Nahost

Nach gezielten Tötungen in Beirut und Teheran: Gefahr eines großen Kriegs gestiegen 

Der Doppelschlag im Iran und im Libanon zielte auf zwei der wichtigsten Gegner Israels. Die Region ist in Aufruhr. Entgleitet die explosive Lage in Nahost jetzt vollends?

Die Tötung von Hamas-Chef Ismail Hanija in Teheran löste im Nahen Osten bislang nur Proteste – wie hier im Westjordanland – aus. Befürchtet wird jedoch, dass es zu einem ausgewachsenen Krieg in der Region kommt.

Die Tötung von Hamas-Chef Ismail Hanija in Teheran löste im Nahen Osten bislang nur Proteste – wie hier im Westjordanland – aus. Befürchtet wird jedoch, dass es zu einem ausgewachsenen Krieg in der Region kommt. Foto: Mosab Shawer/AFP

Bald zehn Monate wütet der Gaza-Krieg ohne Aussicht auf Entspannung – mit der Tötung einer der Schlüsselfiguren der islamistischen Hamas nimmt der Konflikt nun eine weitere dramatische Fortsetzung.
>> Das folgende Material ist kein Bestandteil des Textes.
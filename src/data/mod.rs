//! Database repository layer for all domain entities.
//!
//! This module contains repository structs that handle database operations
//! (CRUD and filtered queries) for each domain in the application. Repositories
//! use SeaORM entity models and expose typed filter parameters instead of
//! encoding filters in method-name conventions. All database access in the
//! service layer goes through these repositories.

pub mod booking;
pub mod comment;
pub mod item;
pub mod request;
pub mod user;

#[cfg(test)]
mod test;
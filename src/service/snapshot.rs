//! Item availability snapshot.
//!
//! Computes the owner-facing "last" and "next" booking summaries attached to an
//! item view. These are pure projections over an already-fetched booking list;
//! no persistence access happens here, and both are evaluated against the one
//! `now` the caller captured.

use chrono::{DateTime, Utc};

use crate::model::{booking::BookingStatus, item::BookingSummaryDto};

/// Picks the upcoming booking: among bookings with `start > now` that are
/// WAITING or APPROVED, the one with the minimum start time.
///
/// # Arguments
/// - `bookings` - The item's full booking list
/// - `now` - The instant the snapshot is taken at
///
/// # Returns
/// - `Some(BookingSummaryDto)` - The next booking
/// - `None` - No pending or approved booking lies in the future
pub fn next_booking(
    bookings: &[entity::booking::Model],
    now: DateTime<Utc>,
) -> Option<BookingSummaryDto> {
    bookings
        .iter()
        .filter(|b| b.start > now)
        .filter(|b| {
            b.status == BookingStatus::Waiting.as_str()
                || b.status == BookingStatus::Approved.as_str()
        })
        .min_by_key(|b| b.start)
        .map(to_summary)
}

/// Picks the most recent booking: among APPROVED bookings that have ended
/// (`end < now`) or are currently active (`start < now <= end`), the one with
/// the maximum start time.
///
/// # Arguments
/// - `bookings` - The item's full booking list
/// - `now` - The instant the snapshot is taken at
///
/// # Returns
/// - `Some(BookingSummaryDto)` - The last booking
/// - `None` - No approved booking has started yet
pub fn last_booking(
    bookings: &[entity::booking::Model],
    now: DateTime<Utc>,
) -> Option<BookingSummaryDto> {
    bookings
        .iter()
        .filter(|b| b.status == BookingStatus::Approved.as_str())
        .filter(|b| b.end < now || (b.start < now && now <= b.end))
        .max_by_key(|b| b.start)
        .map(to_summary)
}

fn to_summary(booking: &entity::booking::Model) -> BookingSummaryDto {
    BookingSummaryDto {
        id: booking.id,
        booker_id: booking.booker_id,
    }
}
//! Item request data repository for database operations.

use chrono::{DateTime, Utc};
use sea_orm::{
    ActiveModelTrait, ActiveValue, ColumnTrait, DatabaseConnection, DbErr, EntityTrait,
    QueryFilter, QueryOrder, QuerySelect,
};

/// Repository providing database operations for item requests.
pub struct RequestRepository<'a> {
    db: &'a DatabaseConnection,
}

impl<'a> RequestRepository<'a> {
    /// Creates a new RequestRepository instance.
    ///
    /// # Arguments
    /// - `db` - Reference to the database connection
    pub fn new(db: &'a DatabaseConnection) -> Self {
        Self { db }
    }

    /// Inserts a new item request.
    ///
    /// # Arguments
    /// - `requester_id` - ID of the requesting user
    /// - `description` - What is being asked for
    /// - `created` - Server-assigned creation timestamp
    ///
    /// # Returns
    /// - `Ok(Model)` - The created request
    /// - `Err(DbErr)` - Database error
    pub async fn create(
        &self,
        requester_id: i32,
        description: String,
        created: DateTime<Utc>,
    ) -> Result<entity::item_request::Model, DbErr> {
        entity::item_request::ActiveModel {
            requester_id: ActiveValue::Set(requester_id),
            description: ActiveValue::Set(description),
            created: ActiveValue::Set(created),
            ..Default::default()
        }
        .insert(self.db)
        .await
    }

    /// Gets a request by ID.
    ///
    /// # Returns
    /// - `Ok(Some(Model))` - The request
    /// - `Ok(None)` - Request not found
    /// - `Err(DbErr)` - Database error
    pub async fn get_by_id(&self, id: i32) -> Result<Option<entity::item_request::Model>, DbErr> {
        entity::prelude::ItemRequest::find_by_id(id)
            .one(self.db)
            .await
    }

    /// Gets all requests posted by a user, newest first.
    pub async fn find_by_requester(
        &self,
        requester_id: i32,
    ) -> Result<Vec<entity::item_request::Model>, DbErr> {
        entity::prelude::ItemRequest::find()
            .filter(entity::item_request::Column::RequesterId.eq(requester_id))
            .order_by_desc(entity::item_request::Column::Created)
            .all(self.db)
            .await
    }

    /// Gets a page of the requests posted by everyone except the given user,
    /// newest first.
    ///
    /// # Arguments
    /// - `user_id` - ID of the user whose own requests are excluded
    /// - `offset` - Number of requests to skip
    /// - `limit` - Maximum number of requests to return
    pub async fn find_others(
        &self,
        user_id: i32,
        offset: u64,
        limit: u64,
    ) -> Result<Vec<entity::item_request::Model>, DbErr> {
        entity::prelude::ItemRequest::find()
            .filter(entity::item_request::Column::RequesterId.ne(user_id))
            .order_by_desc(entity::item_request::Column::Created)
            .offset(offset)
            .limit(limit)
            .all(self.db)
            .await
    }
}
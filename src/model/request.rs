use chrono::{DateTime, Utc};
use serde::{Deserialize, Serialize};
use utoipa::ToSchema;

#[derive(Serialize, Deserialize, PartialEq, Clone, Debug, ToSchema)]
pub struct CreateRequestDto {
    pub description: String,
}

/// Item listed in a request response: an item another user created to fulfill
/// the request.
#[derive(Serialize, Deserialize, PartialEq, Clone, Debug, ToSchema)]
#[serde(rename_all = "camelCase")]
pub struct RequestedItemDto {
    pub id: i32,
    pub owner_id: i32,
    pub name: String,
    pub description: String,
    pub available: bool,
    pub request_id: Option<i32>,
}

#[derive(Serialize, Deserialize, PartialEq, Clone, Debug, ToSchema)]
#[serde(rename_all = "camelCase")]
pub struct RequestDto {
    pub id: i32,
    pub description: String,
    pub created: DateTime<Utc>,
    pub items: Vec<RequestedItemDto>,
}

impl From<entity::item::Model> for RequestedItemDto {
    fn from(item: entity::item::Model) -> Self {
        Self {
            id: item.id,
            owner_id: item.owner_id,
            name: item.name,
            description: item.description,
            available: item.available,
            request_id: item.request_id,
        }
    }
}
Hamas-Auslandschef Ismail Hanija wurde nach Angaben der Terrororganisation bei einem Angriff Israels getötet, während er die iranische Hauptstadt Teheran besuchte. Nur Stunden zuvor tötete Israels Armee nach eigenen Angaben auch den ranghöchsten Militärkommandeur der Hisbollah im Libanon, Fuad Schukr. Zwei der einflussreichsten Männer in deren Kampf gegen Israel sind demnach tot.